新進気鋭の作家が描くファヴェーラの日常
ブラジル・リオデジャネイロのファヴェーラと呼ばれるスラム街で育ったジョヴァーニ・マルチンスのデビュー作『太陽に撃ち抜かれて』が、2026年1月22日に刊行される。この小説は、彼が育った過酷な現実を鋭く描き出しており、すでに世界中で注目を集めている。
ファヴェーラの息づかい
ファヴェーラは、日々マフィアと警察との抗争が繰り広げられ、厳しい治安状況に置かれた地域である。そのなかで暮らす人々の生活がどれほど厳しいものであるか、マルチンスは作品を通じて語りかけている。彼の作品には、さまざまな麻薬中毒者や治安の悪化に苦しむ人々の様子がリアルに描かれており、まさに目撃者としての視点が感じられる。
「パドリ・ミゲル駅」と題された一節では、吸引する大麻の質の悪さや、吸い続けることの是非について考える主人公の心情が描かれている。そこから見える人生の苦悩や生きる意味は、多くの読者の心をつかむのだろう。
新たな現実主義
マルチンスはリオ南部のファヴェーラで育ち、10代から様々な仕事をこなして生計を立てていた。2018年に彼のデビュー作『O Sol na cabeça』が発表されると、その短い物語13編は瞬く間に話題となり、「今世紀最高のブラジル文学」とも称されるまでに。現代の若者たちの生々しい声を巧みに表現することで、他の作家とは一線を画す作風を確立している。

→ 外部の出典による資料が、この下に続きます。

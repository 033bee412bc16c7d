// ============================================================
// Layer 4 — Fingerprint Batcher
// ============================================================
// Implements Burn's Batcher trait to stack FpItems into
// tensors on the configured device.
//
//   Input:  Vec of N FpItems (fp_len floats, seq_len indices)
//   Output: FpBatch
//             fingerprints  [N, fp_len]   float 0/1
//             targets       [N, seq_len]  int alphabet indices
//
// Items are already padded to the same length by the
// vectorizer, so stacking is a flatten + reshape.
//
// Reference: Burn Book §4 (Batcher)

use burn::{
    data::dataloader::batcher::Batcher,
    prelude::*,
};

use crate::data::dataset::FpItem;

// ─── FpBatch ──────────────────────────────────────────────────────────────────
#[derive(Debug, Clone)]
pub struct FpBatch<B: Backend> {
    /// Shape: [batch_size, fp_len]
    pub fingerprints: Tensor<B, 2>,

    /// Shape: [batch_size, seq_len]
    pub targets: Tensor<B, 2, Int>,
}

// ─── FpBatcher ────────────────────────────────────────────────────────────────
#[derive(Clone, Debug)]
pub struct FpBatcher<B: Backend> {
    pub device: B::Device,
}

impl<B: Backend> FpBatcher<B> {
    pub fn new(device: B::Device) -> Self {
        Self { device }
    }
}

impl<B: Backend> Batcher<FpItem, FpBatch<B>> for FpBatcher<B> {
    fn batch(&self, items: Vec<FpItem>) -> FpBatch<B> {
        let batch_size = items.len();
        let fp_len     = items.first().map_or(0, |i| i.fingerprint.len());
        let seq_len    = items.first().map_or(0, |i| i.tokens.len());

        let fp_flat: Vec<f32> = items
            .iter()
            .flat_map(|s| s.fingerprint.iter().copied())
            .collect();

        let tok_flat: Vec<i32> = items
            .iter()
            .flat_map(|s| s.tokens.iter().map(|&t| t as i32))
            .collect();

        let fingerprints = Tensor::<B, 1>::from_floats(
            fp_flat.as_slice(), &self.device
        ).reshape([batch_size, fp_len]);

        let targets = Tensor::<B, 1, Int>::from_ints(
            tok_flat.as_slice(), &self.device
        ).reshape([batch_size, seq_len]);

        FpBatch { fingerprints, targets }
    }
}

この作品は、すでに10カ国で翻訳され、英語版は多くの著名な媒体から高い評価を受けている。特に著名な作家やミュージシャンたちからの支持も厚く、その言葉には「ぶっ飛ばされた」との感想が寄せられている。
心の中に潜む声
物語の中には、マルチンスが自身の体験から引き出した生の声が満載だ。例えば、主人公がリュックに手を入れ、お金を渡すシーンでは、ファヴェーラ独特の緊張感とそれに伴う不安が伝わってくる。召し上がることができないような重圧の中でも、子どもたちが生きるためにどうにかして前に進もうとする姿が浮かび上がる。
624ページにもわたるこの作品は、読み応えのある一冊であると同時に、ファヴェーラの人々の日常をリアルに表現する力強いメッセージが込められている。マルチンスの作品を通じて、読者はブラジルの貧困や文化の複雑さに触れることができるだろう。
絶え間ない賛辞
評判の高さは、出版前からも明らかであり、世界中の新聞や雑誌がこの作品を絶賛している。アイリッシュ・タイムズは、「映画『シティ・オブ・ゴッド』以後の最も重要な想像力」と表現し、イギリスのガーディアンは「人生とはこんなにも容易く狂ってしまう」と警鐘を鳴らしている。さらに、アメリカのカーカス・レビューは、着実にタフで優しさを持った文体がファヴェーラの生活を描いていると称賛し、ブラジルの大作家ローザに匹敵する美しさを持つと述べている。
未来の文学を担う存在
今後、彼の作品はさらに広がりを見せることが確実視されており、『太陽に撃ち抜かれて』はその第一歩とも言える存在感を放っている。進化し続けるブラジル文学の中で、彼がどのような新たな表現を生み出すのか、非常に楽しみである。興味を持った読者は、ぜひ手に取ってその世界観を味わってほしい。
著者のジョヴァーニ・マルチンスは、1991年に生まれ、リオデジャネイロのロシーニャで育った。彼の背景には、多様な人々との触れ合いがあり、その中での体験が彼の作品に色濃く反映されている。本書では、彼の才能がどのように開花したのか、そしてファヴェーラ特有の表現をどのように更新しているのかを感じ取ることができる。彼の作品が、今後のブラジル文学に与える影響は計り知れないだろう。